Proteinuria

Authored by , Reviewed by Prof Cathy Jackson on

This page has been archived. It has not been updated since 11/12/2017. External links and references may no longer work.
If the filters in our kidneys are damaged, increased amounts of albumin and other larger proteins from our blood can pass through and escape into the urine.

This abnormal amount of protein in the urine is known as proteinuria.

The level and type of proteinuria (whether the urinary proteins are albumin only - albuminuria - or include other proteins) are a good indicator of the extent of kidney damage. Proteinuria is also a sign that someone is at risk of developing progressive deterioration of kidney function. Even small degrees of albuminuria/proteinuria are also associated with an increased risk of the development of heart and blood vessel disease.

Many diseases can cause inflammation of the kidney filters, a condition which is also known as glomerulonephritis. Other processes that can damage the kidney filters and cause proteinuria include diabetes, high blood pressure (hypertension), and some other forms of kidney diseases.

The National Institute for Health and Care Excellence (NICE) in the UK recommends that anybody at risk of developing chronic kidney disease (CKD), or with reduced kidney function, should have their urine tested to determine the amount of protein in it.

To test for kidney problems, your doctor may do an initial dipstick test on a sample of your urine. If your doctor suspects you may have CKD or reduced kidney function then a urine sample (preferably the first urine specimen of the day) will be sent to the local laboratory to be tested. This is the only way to identify small quantities of albumin and to measure the amount of protein present.

You may be asked to repeat the sample, particularly if the first one was not from early in the morning, because there are other factors which may cause a small increase in the amount of albumin.

Large amounts of protein in your urine may cause it to look foamy in the toilet. Also, the loss of protein from your body means your blood can no longer soak up enough fluid, and you may notice swelling in your hands, feet, abdomen, or face. These are signs of very large protein loss. This is called nephrotic syndrome.

Most people who have proteinuria will not notice any abnormal signs or symptoms related to this. Laboratory testing is the only way to find out how much protein you have in your urine.

NICE has suggested that the following people should be offered a urine test for proteinuria:

  • People with kidney function known to be less than 60% of normal.
  • People with diabetes.
  • People with high blood pressure (hypertension).
  • People with heart and blood vessel (cardiovascular) disease (coronary heart disease, chronic heart failure, peripheral arterial disease and cerebral vascular disease).
  • People with complex diseases which may involve the kidneys - for example, systemic lupus erythematosus (this is a disease where a person's immune system attacks and injures the body's own organs and tissues).
  • People with a family history of kidney failure or a family history of inherited kidney disease.
  • People found to have blood in their urine.

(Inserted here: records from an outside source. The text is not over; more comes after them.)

//! Server lookup table and resolution of dotted object paths to directories
//! on the mounted filesystem.

use crate::error::SettingsError;
use serde::Deserialize;
use std::{
    collections::BTreeMap,
    fs,
    path::{Path, PathBuf},
};
use tracing::debug;

pub mod error;

/// Loaded from a JSON file such as:
///
/// ```json
/// {
///   "servers": { "prod": { "sales": "/mnt/sqlfuse/prod-sales" } },
///   "xattr_prefix": "user.sqlfuse.",
///   "indent": 2
/// }
/// ```
#[derive(Debug, Clone, Default, Deserialize)]
#[serde(default)]
pub struct Settings {
    /// Mount root of each database, by server then database name.
    pub servers: BTreeMap<String, BTreeMap<String, PathBuf>>,
    /// Extended attribute namespace, when it differs from the default.
    pub xattr_prefix: Option<String>,
    /// Indent for column lines, when it differs from the default.
    pub indent: Option<usize>,
}

impl Settings {
    pub fn load<P: AsRef<Path>>(path: P) -> Result<Self, SettingsError> {
        let path = path.as_ref();
        let content = fs::read_to_string(path).map_err(|source| SettingsError::Read {
            path: path.to_path_buf(),
            source,
        })?;

        serde_json::from_str(&content).map_err(|source| SettingsError::Parse {
            path: path.to_path_buf(),
            source,
        })
    }

    /// `<user config dir>/mksqldef/servers.json`
    pub fn default_path() -> Result<PathBuf, SettingsError> {
        let dir = dirs::config_dir().ok_or(SettingsError::NoConfigDir)?;
        Ok(dir.join("mksqldef").join("servers.json"))
    }

    /// Resolves `server.database[.part...]` to the database's mount root with
    /// each remaining part appended as a path component.
    pub fn resolve(&self, object_path: &str) -> Result<PathBuf, SettingsError> {
        let invalid = || SettingsError::InvalidObjectPath(object_path.to_string());

        let parts: Vec<&str> = object_path.split('.').collect();
        if parts.len() < 2 || parts.iter().any(|p| p.is_empty()) {
            return Err(invalid());
        }

        let (server, database) = (parts[0], parts[1]);
        let databases = self
            .servers
            .get(server)
            .ok_or_else(|| SettingsError::UnknownServer(server.to_string()))?;
        let root = databases
            .get(database)
            .ok_or_else(|| SettingsError::UnknownDatabase {
                server: server.to_string(),
                database: database.to_string(),
            })?;

        let path = parts[2..]
            .iter()
            .fold(root.clone(), |path, part| path.join(part));

        debug!("Resolved '{}' to {}", object_path, path.display());
        Ok(path)
    }
}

People who are at increased risk of developing kidney disease should have this test annually as a minimum or as part of their routine check-ups by the doctor. The exact frequency should depend on the clinical situation (level of risk) of the patient. It is important that people with CKD and diabetes should have a test for proteinuria as part of their regular reviews.

If proteinuria is confirmed, your doctor will do other tests and examinations to find out the cause. This may include referral to a kidney (renal) specialist (nephrologist) who will help to develop your kidney care plan. Your treatment may include:

  • Medicines.
  • Lifestyle changes such as losing excess weight, exercising and stopping smoking.
  • Sometimes changes in your diet.

If you have diabetes, high blood pressure or both, the first goal of treatment will be to control your blood glucose and blood pressure.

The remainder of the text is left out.